**ASSIGNMENT**
In the listing below, find each line containing "collect" and report it.

**DATA EXCERPTS**
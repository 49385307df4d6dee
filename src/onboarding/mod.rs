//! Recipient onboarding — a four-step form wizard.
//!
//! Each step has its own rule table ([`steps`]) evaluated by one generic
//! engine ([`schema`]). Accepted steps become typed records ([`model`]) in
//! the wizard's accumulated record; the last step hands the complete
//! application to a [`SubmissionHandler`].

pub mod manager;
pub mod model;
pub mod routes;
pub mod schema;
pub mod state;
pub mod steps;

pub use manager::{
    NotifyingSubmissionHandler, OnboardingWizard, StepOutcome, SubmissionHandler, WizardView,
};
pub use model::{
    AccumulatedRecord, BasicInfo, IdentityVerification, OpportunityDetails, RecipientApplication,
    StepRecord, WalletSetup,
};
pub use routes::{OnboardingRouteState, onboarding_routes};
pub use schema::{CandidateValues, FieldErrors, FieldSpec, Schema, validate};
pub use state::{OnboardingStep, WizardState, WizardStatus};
---
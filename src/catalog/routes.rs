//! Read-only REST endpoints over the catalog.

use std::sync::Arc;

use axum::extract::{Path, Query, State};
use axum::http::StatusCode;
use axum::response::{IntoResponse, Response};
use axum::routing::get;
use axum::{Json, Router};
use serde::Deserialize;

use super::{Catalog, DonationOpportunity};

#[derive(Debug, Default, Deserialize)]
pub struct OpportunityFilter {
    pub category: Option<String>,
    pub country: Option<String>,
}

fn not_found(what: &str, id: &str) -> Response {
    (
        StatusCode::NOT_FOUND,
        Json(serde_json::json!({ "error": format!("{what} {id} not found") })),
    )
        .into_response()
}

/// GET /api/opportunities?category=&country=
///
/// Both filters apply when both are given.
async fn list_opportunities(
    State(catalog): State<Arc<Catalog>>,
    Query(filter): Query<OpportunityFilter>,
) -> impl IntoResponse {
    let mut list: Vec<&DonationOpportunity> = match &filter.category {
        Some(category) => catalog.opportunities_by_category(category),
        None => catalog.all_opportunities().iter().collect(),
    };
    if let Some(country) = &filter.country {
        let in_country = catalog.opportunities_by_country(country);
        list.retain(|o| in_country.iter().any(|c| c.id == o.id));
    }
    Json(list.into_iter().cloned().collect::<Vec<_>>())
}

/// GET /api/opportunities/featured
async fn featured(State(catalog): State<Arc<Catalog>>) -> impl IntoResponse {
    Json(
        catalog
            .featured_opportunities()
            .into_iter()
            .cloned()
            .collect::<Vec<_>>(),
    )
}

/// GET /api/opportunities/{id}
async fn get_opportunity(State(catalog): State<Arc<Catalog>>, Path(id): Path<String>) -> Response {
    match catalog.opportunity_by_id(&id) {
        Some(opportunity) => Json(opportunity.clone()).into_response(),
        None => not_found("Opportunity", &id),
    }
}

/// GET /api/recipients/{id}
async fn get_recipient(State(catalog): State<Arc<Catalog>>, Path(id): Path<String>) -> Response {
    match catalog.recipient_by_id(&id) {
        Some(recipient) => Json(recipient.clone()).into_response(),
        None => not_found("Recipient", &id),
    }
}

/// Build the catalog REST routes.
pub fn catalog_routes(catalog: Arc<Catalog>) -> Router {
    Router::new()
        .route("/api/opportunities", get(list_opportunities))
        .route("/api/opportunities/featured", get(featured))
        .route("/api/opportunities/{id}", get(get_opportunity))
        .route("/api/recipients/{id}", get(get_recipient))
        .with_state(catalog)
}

**REPLY**
        None => catalog.all_opportunities().iter().collect(),
    Json(list.into_iter().cloned().collect::<Vec<_>>())
            .collect::<Vec<_>>(),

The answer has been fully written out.